# [The records]
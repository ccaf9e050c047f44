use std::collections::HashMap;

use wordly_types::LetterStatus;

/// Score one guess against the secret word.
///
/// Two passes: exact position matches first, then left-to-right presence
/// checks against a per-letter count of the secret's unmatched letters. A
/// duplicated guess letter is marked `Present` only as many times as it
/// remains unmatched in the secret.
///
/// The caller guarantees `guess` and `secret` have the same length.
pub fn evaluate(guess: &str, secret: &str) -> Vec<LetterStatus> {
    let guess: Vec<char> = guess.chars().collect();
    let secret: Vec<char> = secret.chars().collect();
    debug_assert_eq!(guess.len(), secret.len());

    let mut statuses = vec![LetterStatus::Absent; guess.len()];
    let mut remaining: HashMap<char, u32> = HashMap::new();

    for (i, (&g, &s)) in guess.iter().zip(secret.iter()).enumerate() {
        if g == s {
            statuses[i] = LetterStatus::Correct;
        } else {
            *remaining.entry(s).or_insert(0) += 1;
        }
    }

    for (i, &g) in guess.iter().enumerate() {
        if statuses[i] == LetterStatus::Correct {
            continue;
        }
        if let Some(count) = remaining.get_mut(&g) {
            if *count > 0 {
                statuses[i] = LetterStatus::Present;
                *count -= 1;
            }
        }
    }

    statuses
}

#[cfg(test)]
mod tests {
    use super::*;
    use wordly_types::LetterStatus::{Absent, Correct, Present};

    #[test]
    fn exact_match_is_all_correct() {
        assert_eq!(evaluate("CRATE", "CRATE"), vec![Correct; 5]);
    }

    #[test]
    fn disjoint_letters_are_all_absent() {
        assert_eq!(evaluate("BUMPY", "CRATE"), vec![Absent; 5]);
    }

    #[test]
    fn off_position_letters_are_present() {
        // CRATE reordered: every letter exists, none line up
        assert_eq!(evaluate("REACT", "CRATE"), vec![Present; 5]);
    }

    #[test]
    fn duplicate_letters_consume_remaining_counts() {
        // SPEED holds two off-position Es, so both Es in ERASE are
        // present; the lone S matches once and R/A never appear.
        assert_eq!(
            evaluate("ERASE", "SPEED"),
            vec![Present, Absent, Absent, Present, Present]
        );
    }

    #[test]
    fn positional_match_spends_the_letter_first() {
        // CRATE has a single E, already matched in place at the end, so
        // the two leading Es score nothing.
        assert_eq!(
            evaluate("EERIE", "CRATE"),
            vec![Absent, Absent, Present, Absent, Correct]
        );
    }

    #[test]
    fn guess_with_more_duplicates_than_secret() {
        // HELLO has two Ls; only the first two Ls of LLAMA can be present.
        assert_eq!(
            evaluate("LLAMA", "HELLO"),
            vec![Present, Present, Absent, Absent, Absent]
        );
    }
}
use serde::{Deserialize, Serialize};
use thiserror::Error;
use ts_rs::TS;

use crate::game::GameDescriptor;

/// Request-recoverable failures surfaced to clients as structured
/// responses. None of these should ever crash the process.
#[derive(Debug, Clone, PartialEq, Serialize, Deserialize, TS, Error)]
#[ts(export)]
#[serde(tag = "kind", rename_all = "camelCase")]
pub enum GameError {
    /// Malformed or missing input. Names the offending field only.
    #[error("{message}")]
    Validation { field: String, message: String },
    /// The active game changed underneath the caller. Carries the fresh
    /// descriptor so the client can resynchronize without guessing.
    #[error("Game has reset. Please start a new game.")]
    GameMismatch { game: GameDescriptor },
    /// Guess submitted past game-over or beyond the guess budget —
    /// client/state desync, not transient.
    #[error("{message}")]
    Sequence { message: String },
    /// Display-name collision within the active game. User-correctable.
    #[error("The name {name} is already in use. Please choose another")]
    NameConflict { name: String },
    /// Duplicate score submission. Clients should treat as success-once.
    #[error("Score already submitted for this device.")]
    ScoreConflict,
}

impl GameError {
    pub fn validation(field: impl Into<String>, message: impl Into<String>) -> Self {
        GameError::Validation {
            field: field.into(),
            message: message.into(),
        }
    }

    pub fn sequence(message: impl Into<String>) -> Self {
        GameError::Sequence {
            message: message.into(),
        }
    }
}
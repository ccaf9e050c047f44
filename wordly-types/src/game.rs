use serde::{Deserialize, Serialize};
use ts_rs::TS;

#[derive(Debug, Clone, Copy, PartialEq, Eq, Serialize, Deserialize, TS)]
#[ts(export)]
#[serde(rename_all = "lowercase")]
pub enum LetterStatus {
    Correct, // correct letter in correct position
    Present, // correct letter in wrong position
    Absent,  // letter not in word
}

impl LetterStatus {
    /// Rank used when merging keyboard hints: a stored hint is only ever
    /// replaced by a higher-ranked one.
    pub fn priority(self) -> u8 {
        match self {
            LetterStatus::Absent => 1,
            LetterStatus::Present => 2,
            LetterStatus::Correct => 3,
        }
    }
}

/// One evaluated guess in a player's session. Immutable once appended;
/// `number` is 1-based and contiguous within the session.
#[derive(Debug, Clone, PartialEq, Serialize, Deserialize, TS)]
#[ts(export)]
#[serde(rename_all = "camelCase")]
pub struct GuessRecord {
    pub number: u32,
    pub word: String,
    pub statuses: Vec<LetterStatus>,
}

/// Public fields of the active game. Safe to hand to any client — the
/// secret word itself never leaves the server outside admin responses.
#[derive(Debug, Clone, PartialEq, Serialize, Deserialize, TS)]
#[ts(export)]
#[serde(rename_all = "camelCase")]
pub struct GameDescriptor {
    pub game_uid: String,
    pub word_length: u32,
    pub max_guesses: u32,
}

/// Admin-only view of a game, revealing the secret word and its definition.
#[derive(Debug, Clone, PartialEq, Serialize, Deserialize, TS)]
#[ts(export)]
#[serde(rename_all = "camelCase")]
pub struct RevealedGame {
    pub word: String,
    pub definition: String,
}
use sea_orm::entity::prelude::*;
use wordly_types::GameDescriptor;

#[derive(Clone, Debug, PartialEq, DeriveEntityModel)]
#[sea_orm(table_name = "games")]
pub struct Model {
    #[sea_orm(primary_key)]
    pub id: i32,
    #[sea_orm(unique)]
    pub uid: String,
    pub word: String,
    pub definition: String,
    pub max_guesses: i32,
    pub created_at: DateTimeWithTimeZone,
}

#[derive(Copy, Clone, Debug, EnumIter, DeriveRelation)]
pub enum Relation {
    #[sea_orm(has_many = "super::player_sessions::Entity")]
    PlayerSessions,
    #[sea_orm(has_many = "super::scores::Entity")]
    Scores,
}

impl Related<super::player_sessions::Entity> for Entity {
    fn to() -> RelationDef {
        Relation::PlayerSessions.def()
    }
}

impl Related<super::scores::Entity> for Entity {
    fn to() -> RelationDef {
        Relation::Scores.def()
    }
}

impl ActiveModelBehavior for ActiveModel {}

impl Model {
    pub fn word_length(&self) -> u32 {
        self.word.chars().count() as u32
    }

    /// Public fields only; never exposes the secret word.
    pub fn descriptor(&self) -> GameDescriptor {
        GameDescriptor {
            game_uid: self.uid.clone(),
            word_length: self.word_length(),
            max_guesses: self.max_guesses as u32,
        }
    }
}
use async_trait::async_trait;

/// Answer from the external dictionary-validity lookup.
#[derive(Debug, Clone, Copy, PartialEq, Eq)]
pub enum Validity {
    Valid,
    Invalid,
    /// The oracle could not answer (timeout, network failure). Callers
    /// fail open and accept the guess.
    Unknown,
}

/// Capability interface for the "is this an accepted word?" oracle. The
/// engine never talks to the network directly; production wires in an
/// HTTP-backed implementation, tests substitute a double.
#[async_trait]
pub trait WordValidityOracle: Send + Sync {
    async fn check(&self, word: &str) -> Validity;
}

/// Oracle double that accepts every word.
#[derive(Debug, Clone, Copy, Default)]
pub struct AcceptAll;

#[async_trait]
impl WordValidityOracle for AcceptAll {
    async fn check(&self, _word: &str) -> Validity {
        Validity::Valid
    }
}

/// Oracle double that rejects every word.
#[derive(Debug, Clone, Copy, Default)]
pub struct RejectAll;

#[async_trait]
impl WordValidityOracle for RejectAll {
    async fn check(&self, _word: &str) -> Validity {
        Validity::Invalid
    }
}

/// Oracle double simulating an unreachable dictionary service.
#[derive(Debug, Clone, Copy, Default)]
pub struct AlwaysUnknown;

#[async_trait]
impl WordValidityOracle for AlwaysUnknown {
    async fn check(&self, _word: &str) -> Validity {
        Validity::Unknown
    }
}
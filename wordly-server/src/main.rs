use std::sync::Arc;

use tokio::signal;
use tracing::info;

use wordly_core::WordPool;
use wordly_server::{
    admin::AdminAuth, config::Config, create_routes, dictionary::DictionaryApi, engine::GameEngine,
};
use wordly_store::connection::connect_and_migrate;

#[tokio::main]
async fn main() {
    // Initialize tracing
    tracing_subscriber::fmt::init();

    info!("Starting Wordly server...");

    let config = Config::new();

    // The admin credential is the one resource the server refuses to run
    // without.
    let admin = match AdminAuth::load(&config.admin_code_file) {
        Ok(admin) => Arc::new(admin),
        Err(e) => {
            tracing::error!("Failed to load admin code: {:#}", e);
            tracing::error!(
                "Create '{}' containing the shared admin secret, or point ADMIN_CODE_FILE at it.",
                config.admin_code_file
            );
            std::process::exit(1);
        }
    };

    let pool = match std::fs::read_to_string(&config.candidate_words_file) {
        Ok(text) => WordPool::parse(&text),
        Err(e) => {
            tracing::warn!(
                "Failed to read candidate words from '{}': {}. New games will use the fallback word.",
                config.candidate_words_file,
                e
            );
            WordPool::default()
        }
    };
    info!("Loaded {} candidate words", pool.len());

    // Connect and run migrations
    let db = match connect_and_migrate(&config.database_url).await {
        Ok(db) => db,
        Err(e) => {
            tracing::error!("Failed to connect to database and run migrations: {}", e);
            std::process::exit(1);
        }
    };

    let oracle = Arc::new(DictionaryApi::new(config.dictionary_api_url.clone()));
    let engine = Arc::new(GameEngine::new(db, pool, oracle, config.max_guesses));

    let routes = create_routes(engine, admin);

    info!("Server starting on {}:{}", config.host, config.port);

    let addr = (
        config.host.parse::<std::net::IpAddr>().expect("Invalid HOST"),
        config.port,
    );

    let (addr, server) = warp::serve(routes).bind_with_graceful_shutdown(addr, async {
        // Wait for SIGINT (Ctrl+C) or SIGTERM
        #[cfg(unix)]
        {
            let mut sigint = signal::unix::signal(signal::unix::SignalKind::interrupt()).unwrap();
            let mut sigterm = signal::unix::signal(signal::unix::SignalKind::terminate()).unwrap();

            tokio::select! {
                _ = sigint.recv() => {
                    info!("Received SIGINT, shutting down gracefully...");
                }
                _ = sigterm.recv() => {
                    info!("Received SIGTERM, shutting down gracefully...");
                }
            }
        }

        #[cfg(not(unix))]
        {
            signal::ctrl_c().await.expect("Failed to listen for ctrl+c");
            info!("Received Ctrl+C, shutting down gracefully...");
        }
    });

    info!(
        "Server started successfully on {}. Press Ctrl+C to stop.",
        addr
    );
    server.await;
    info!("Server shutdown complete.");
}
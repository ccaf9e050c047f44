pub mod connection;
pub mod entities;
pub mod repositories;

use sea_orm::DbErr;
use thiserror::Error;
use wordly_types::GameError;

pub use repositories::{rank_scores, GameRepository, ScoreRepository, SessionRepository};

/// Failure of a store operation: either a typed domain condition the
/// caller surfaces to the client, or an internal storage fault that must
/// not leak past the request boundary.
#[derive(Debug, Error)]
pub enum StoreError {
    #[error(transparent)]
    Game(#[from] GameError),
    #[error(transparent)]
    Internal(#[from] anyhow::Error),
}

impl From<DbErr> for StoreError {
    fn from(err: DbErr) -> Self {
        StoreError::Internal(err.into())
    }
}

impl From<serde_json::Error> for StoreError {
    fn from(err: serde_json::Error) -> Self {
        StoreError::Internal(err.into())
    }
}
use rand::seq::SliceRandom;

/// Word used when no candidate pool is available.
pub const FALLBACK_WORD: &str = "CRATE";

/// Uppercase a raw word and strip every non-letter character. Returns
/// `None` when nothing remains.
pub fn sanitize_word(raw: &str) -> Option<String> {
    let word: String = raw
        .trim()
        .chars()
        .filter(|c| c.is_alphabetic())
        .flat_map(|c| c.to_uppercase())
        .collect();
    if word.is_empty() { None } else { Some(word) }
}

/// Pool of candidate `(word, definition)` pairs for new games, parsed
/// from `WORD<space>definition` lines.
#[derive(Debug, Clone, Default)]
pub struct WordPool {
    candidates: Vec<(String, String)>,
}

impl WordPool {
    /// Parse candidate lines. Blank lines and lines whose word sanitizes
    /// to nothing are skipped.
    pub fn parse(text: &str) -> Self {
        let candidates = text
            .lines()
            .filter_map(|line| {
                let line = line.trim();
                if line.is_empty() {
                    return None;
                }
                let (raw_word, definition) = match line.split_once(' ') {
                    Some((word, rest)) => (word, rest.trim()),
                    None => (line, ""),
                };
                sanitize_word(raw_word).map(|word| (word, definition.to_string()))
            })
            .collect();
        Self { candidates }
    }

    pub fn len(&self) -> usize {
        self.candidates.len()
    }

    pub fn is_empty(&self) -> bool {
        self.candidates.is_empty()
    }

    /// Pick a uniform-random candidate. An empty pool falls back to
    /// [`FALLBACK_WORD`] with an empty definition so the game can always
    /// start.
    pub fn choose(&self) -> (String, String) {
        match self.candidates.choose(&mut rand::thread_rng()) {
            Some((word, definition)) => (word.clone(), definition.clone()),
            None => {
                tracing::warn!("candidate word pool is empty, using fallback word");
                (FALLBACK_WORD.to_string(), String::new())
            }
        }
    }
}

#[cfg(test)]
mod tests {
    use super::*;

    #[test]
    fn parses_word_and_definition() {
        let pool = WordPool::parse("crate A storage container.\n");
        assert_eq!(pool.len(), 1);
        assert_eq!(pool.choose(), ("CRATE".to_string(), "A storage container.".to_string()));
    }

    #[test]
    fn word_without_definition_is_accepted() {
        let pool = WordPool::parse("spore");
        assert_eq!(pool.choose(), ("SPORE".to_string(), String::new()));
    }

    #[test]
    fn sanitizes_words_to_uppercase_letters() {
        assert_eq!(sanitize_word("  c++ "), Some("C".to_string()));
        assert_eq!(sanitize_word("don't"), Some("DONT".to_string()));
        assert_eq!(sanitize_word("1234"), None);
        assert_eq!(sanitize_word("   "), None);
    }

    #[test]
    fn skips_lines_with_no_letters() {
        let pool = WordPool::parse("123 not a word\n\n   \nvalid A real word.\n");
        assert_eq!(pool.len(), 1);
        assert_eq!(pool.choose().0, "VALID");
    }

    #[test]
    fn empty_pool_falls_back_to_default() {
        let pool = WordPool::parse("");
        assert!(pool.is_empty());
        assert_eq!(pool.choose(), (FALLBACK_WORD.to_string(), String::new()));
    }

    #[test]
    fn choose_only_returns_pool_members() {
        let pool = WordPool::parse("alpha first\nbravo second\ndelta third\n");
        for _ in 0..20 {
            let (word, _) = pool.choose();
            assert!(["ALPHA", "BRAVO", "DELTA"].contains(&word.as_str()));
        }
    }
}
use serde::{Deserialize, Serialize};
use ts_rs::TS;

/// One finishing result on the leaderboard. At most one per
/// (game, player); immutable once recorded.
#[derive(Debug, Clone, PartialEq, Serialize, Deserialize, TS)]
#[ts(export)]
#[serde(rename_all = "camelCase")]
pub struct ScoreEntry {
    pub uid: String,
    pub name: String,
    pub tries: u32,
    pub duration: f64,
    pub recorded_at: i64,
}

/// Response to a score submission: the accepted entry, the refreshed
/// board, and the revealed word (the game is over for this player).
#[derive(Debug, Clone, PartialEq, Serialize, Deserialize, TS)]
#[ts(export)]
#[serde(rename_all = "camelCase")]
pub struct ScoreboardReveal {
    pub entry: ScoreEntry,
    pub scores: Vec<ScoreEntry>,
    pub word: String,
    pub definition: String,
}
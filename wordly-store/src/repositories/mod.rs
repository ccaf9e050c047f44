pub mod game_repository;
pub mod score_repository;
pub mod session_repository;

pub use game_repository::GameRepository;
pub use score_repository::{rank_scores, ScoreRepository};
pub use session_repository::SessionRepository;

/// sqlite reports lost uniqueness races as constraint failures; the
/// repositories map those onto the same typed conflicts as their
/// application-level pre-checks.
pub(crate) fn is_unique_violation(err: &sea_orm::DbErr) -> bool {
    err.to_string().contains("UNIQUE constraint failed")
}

# [Work to complete]
Say the number of lines in the records above that include the string "games", and no more.

# [Result of the exercise]
3